Output all of the entries below precisely as written.
━━━━━━━━━━━━━━━━━━━━━━━━━━━━━━
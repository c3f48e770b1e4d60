//! Bounded message queue between the worker and terminal contexts.
//!
//! Any context may post; only the terminal context drains. When the queue is
//! full the oldest message is discarded and counted, so producers never block
//! and memory stays bounded.

use std::collections::VecDeque;
use std::sync::atomic::{AtomicUsize, Ordering};
use std::sync::{Mutex, MutexGuard, PoisonError};

use picoshell_terminal::{Message, MessageSink};

pub struct MessageQueue {
    messages: Mutex<VecDeque<Message>>,
    capacity: usize,
    dropped: AtomicUsize,
}

impl MessageQueue {
    /// A queue holding at most `capacity` messages (minimum 1).
    pub fn new(capacity: usize) -> Self {
        let capacity = capacity.max(1);
        Self {
            messages: Mutex::new(VecDeque::with_capacity(capacity)),
            capacity,
            dropped: AtomicUsize::new(0),
        }
    }

    fn lock(&self) -> MutexGuard<'_, VecDeque<Message>> {
        // A panicking producer cannot leave the deque half-updated.
        self.messages.lock().unwrap_or_else(PoisonError::into_inner)
    }

    pub fn capacity(&self) -> usize {
        self.capacity
    }

    pub fn len(&self) -> usize {
        self.lock().len()
    }

    pub fn is_empty(&self) -> bool {
        self.lock().is_empty()
    }

    /// Append a message. Returns `true` if the oldest one had to go.
    pub fn push(&self, message: Message) -> bool {
        let mut queue = self.lock();
        let evicted = if queue.len() >= self.capacity {
            queue.pop_front();
            self.dropped.fetch_add(1, Ordering::Relaxed);
            true
        } else {
            false
        };
        queue.push_back(message);
        evicted
    }

    pub fn pop(&self) -> Option<Message> {
        self.lock().pop_front()
    }

    /// Messages lost to overflow since the last call. Resets the count.
    pub fn take_dropped(&self) -> usize {
        self.dropped.swap(0, Ordering::Relaxed)
    }

    pub fn dropped(&self) -> usize {
        self.dropped.load(Ordering::Relaxed)
    }
}

impl MessageSink for MessageQueue {
    fn post(&self, message: Message) {
        if self.push(message) {
            log::trace!("message queue full, dropped oldest");
        }
    }
}

#[cfg(test)]
mod tests {
    use super::*;

    fn texts(q: &MessageQueue) -> Vec<String> {
        std::iter::from_fn(|| q.pop()).map(|m| m.text).collect()
    }

    #[test]
    fn fifo_order() {
        let q = MessageQueue::new(4);
        q.print("a");
        q.info("b");
        q.error("c");
        assert_eq!(q.len(), 3);
        assert_eq!(texts(&q), ["a", "b", "c"]);
        assert!(q.is_empty());
    }

    #[test]
    fn overflow_drops_oldest_and_counts() {
        let q = MessageQueue::new(2);
        assert!(!q.push(Message::plain("1")));
        assert!(!q.push(Message::plain("2")));
        assert!(q.push(Message::plain("3")));
        assert!(q.push(Message::plain("4")));
        assert_eq!(q.dropped(), 2);
        assert_eq!(q.take_dropped(), 2);
        assert_eq!(q.take_dropped(), 0);
        assert_eq!(texts(&q), ["3", "4"]);
    }

    #[test]
    fn zero_capacity_still_holds_one() {
        let q = MessageQueue::new(0);
        assert_eq!(q.capacity(), 1);
        q.print("x");
        q.print("y");
        assert_eq!(texts(&q), ["y"]);
        assert_eq!(q.take_dropped(), 1);
    }

    #[test]
    fn severity_survives_queueing() {
        let q = MessageQueue::new(1);
        q.warn("careful\n");
        assert_eq!(q.pop(), Some(Message::warning("careful\n")));
    }

    mod prop {
        use super::*;
        use proptest::prelude::*;

        proptest! {
            #[test]
            fn nothing_lost_without_being_counted(cap in 1usize..8, n in 0usize..40) {
                let q = MessageQueue::new(cap);
                for i in 0..n {
                    q.print(&i.to_string());
                }
                prop_assert_eq!(q.len(), n.min(cap));
                prop_assert_eq!(q.take_dropped(), n.saturating_sub(cap));
                let expected: Vec<String> = (n.saturating_sub(cap)..n).map(|i| i.to_string()).collect();
                prop_assert_eq!(texts(&q), expected);
            }
        }
    }
}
━━━━━━━━━━━━━━━━━━━━━━━━━━━━━━
- [Task solution]:
repository c3f48e770b1e4d60
//! Bounded message queue between the worker and terminal contexts.
//!
//! Any context may post; only the terminal context drains. When the queue is
//! full the oldest message is discarded and counted, so producers never block
//! and memory stays bounded.

use std::collections::VecDeque;
use std::sync::atomic::{AtomicUsize, Ordering};
use std::sync::{Mutex, MutexGuard, PoisonError};

use picoshell_terminal::{Message, MessageSink};

pub struct MessageQueue {
    messages: Mutex<VecDeque<Message>>,
    capacity: usize,
    dropped: AtomicUsize,
}

impl MessageQueue {
    /// A queue holding at most `capacity` messages (minimum 1).
    pub fn new(capacity: usize) -> Self {
        let capacity = capacity.max(1);
        Self {
            messages: Mutex::new(VecDeque::with_capacity(capacity)),
            capacity,
            dropped: AtomicUsize::new(0),
        }
    }

    fn lock(&self) -> MutexGuard<'_, VecDeque<Message>> {
        // A panicking producer cannot leave the deque half-updated.
        self.messages.lock().unwrap_or_else(PoisonError::into_inner)
    }

    pub fn capacity(&self) -> usize {
        self.capacity
    }

    pub fn len(&self) -> usize {
        self.lock().len()
    }

    pub fn is_empty(&self) -> bool {
        self.lock().is_empty()
    }

    /// Append a message. Returns `true` if the oldest one had to go.
    pub fn push(&self, message: Message) -> bool {
        let mut queue = self.lock();
        let evicted = if queue.len() >= self.capacity {
            queue.pop_front();
            self.dropped.fetch_add(1, Ordering::Relaxed);
            true
        } else {
            false
        };
        queue.push_back(message);
        evicted
    }

    pub fn pop(&self) -> Option<Message> {
        self.lock().pop_front()
    }

    /// Messages lost to overflow since the last call. Resets the count.
    pub fn take_dropped(&self) -> usize {
        self.dropped.swap(0, Ordering::Relaxed)
    }

    pub fn dropped(&self) -> usize {
        self.dropped.load(Ordering::Relaxed)
    }
}

impl MessageSink for MessageQueue {
    fn post(&self, message: Message) {
        if self.push(message) {
            log::trace!("message queue full, dropped oldest");
        }
    }
}

#[cfg(test)]
mod tests {
    use super::*;

    fn texts(q: &MessageQueue) -> Vec<String> {
        std::iter::from_fn(|| q.pop()).map(|m| m.text).collect()
    }

    #[test]
    fn fifo_order() {
        let q = MessageQueue::new(4);
        q.print("a");
        q.info("b");
        q.error("c");
        assert_eq!(q.len(), 3);
        assert_eq!(texts(&q), ["a", "b", "c"]);
        assert!(q.is_empty());
    }

    #[test]
    fn overflow_drops_oldest_and_counts() {
        let q = MessageQueue::new(2);
        assert!(!q.push(Message::plain("1")));
        assert!(!q.push(Message::plain("2")));
        assert!(q.push(Message::plain("3")));
        assert!(q.push(Message::plain("4")));
        assert_eq!(q.dropped(), 2);
        assert_eq!(q.take_dropped(), 2);
        assert_eq!(q.take_dropped(), 0);
        assert_eq!(texts(&q), ["3", "4"]);
    }

    #[test]
    fn zero_capacity_still_holds_one() {
        let q = MessageQueue::new(0);
        assert_eq!(q.capacity(), 1);
        q.print("x");
        q.print("y");
        assert_eq!(texts(&q), ["y"]);
        assert_eq!(q.take_dropped(), 1);
    }

    #[test]
    fn severity_survives_queueing() {
        let q = MessageQueue::new(1);
        q.warn("careful\n");
        assert_eq!(q.pop(), Some(Message::warning("careful\n")));
    }

    mod prop {
        use super::*;
        use proptest::prelude::*;

        proptest! {
            #[test]
            fn nothing_lost_without_being_counted(cap in 1usize..8, n in 0usize..40) {
                let q = MessageQueue::new(cap);
                for i in 0..n {
                    q.print(&i.to_string());
                }
                prop_assert_eq!(q.len(), n.min(cap));
                prop_assert_eq!(q.take_dropped(), n.saturating_sub(cap));
                let expected: Vec<String> = (n.saturating_sub(cap)..n).map(|i| i.to_string()).collect();
                prop_assert_eq!(texts(&q), expected);
            }
        }
    }
}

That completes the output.